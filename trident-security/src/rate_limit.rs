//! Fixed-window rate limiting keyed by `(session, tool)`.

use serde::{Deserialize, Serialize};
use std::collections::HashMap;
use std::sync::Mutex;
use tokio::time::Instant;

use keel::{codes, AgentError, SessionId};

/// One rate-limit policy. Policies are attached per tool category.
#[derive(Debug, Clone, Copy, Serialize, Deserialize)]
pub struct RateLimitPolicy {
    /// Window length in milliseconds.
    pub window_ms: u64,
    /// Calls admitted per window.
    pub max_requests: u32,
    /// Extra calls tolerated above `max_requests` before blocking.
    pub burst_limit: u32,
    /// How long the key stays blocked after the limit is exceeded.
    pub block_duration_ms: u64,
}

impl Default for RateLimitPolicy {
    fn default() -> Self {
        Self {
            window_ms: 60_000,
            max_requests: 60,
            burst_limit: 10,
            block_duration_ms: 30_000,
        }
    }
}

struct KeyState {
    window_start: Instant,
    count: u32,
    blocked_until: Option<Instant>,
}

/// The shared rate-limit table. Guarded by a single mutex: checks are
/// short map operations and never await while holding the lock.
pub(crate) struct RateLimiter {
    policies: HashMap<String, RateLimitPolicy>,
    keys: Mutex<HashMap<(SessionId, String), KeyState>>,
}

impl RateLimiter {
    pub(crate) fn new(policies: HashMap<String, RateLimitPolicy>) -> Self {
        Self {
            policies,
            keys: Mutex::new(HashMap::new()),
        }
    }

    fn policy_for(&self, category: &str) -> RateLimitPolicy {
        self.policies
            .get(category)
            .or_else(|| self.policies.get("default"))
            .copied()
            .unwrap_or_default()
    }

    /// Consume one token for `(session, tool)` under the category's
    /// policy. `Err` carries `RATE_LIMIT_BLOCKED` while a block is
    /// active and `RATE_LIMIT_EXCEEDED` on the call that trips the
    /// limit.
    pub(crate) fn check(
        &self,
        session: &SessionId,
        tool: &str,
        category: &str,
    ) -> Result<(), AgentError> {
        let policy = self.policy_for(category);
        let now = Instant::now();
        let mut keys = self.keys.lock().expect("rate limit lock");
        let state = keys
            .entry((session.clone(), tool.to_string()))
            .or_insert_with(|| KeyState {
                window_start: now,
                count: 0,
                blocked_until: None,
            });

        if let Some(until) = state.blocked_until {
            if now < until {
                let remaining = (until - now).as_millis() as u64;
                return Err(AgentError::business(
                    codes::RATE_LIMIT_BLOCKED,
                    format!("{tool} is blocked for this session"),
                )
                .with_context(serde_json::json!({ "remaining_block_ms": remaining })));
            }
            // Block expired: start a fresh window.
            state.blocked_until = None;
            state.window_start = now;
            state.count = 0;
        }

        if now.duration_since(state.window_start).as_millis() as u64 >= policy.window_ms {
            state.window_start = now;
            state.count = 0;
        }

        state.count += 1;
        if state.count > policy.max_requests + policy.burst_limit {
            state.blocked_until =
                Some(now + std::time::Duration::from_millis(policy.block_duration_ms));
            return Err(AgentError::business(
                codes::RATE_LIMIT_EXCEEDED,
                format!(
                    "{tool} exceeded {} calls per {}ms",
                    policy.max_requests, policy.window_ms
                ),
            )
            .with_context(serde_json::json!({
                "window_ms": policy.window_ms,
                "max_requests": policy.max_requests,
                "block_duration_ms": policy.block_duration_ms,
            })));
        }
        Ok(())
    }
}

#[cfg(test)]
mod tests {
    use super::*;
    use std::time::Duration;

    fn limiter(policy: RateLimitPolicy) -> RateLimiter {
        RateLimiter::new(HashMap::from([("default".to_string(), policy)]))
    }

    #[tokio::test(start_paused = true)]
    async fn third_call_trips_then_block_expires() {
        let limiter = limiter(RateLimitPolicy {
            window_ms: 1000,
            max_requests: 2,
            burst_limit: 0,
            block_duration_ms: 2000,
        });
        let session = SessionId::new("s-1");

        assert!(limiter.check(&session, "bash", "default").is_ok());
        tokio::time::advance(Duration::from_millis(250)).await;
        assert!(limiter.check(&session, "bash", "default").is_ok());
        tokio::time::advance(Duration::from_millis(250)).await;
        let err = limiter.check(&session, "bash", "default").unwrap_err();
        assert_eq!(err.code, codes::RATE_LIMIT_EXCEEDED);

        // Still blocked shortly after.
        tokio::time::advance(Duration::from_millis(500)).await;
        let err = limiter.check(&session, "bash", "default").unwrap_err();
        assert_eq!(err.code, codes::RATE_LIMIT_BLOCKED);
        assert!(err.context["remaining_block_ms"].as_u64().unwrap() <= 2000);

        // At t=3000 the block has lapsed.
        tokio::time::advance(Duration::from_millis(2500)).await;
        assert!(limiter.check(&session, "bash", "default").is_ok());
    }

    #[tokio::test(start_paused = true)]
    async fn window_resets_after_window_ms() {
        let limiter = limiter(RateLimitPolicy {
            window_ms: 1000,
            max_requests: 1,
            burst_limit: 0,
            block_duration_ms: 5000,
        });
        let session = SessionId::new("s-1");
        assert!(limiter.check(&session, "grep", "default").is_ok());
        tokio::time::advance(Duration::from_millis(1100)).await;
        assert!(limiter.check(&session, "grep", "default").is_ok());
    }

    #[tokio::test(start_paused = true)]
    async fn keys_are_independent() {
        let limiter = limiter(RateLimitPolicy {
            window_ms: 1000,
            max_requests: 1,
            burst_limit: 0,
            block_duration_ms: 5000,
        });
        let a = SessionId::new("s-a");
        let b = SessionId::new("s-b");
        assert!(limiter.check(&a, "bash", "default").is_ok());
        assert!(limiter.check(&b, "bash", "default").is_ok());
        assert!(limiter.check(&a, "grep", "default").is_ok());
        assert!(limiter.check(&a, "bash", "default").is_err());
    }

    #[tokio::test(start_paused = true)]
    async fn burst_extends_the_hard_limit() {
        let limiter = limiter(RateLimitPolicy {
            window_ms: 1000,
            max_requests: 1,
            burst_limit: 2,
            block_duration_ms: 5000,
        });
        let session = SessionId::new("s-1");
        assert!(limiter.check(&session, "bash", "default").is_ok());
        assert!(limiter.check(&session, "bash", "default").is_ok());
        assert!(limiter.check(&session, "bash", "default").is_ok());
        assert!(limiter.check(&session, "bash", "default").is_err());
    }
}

--

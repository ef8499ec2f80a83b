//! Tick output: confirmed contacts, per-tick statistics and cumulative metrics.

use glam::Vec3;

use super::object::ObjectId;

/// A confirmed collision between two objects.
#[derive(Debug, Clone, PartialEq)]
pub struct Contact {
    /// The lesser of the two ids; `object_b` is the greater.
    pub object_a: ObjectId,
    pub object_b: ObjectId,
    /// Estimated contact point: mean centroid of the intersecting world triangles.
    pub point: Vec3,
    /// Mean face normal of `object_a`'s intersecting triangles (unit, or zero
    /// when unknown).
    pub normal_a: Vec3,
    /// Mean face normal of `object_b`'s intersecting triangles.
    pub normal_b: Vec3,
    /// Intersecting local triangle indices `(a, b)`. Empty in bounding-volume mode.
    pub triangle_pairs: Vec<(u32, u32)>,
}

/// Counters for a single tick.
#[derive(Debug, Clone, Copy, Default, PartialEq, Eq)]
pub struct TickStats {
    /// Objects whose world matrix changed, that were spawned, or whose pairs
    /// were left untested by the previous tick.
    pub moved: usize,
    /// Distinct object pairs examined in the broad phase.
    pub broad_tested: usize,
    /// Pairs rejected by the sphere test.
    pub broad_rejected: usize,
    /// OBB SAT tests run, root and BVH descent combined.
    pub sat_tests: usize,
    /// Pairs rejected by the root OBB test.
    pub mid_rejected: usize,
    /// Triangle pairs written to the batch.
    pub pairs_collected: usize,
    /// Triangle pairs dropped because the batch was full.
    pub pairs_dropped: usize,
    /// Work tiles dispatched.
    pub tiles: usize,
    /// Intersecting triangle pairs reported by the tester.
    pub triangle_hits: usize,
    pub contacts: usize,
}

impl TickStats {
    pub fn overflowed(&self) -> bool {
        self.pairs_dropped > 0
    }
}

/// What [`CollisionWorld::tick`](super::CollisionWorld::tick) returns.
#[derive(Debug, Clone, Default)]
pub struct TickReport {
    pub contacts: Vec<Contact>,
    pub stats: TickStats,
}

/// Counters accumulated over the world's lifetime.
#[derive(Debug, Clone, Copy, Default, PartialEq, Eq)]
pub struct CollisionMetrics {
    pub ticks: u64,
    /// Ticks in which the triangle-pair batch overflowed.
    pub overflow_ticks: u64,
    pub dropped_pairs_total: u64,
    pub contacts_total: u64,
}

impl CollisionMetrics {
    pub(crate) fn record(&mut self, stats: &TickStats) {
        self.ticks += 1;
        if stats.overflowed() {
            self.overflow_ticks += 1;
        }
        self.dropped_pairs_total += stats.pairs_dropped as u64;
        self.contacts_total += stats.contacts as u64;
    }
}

--

> [What is required] Your answer should be the lines of the records that include the word "category".

> [Answer for the task]
/// One rate-limit policy. Policies are attached per tool category.
    fn policy_for(&self, category: &str) -> RateLimitPolicy {
            .get(category)
    /// Consume one token for `(session, tool)` under the category's
        category: &str,
        let policy = self.policy_for(category);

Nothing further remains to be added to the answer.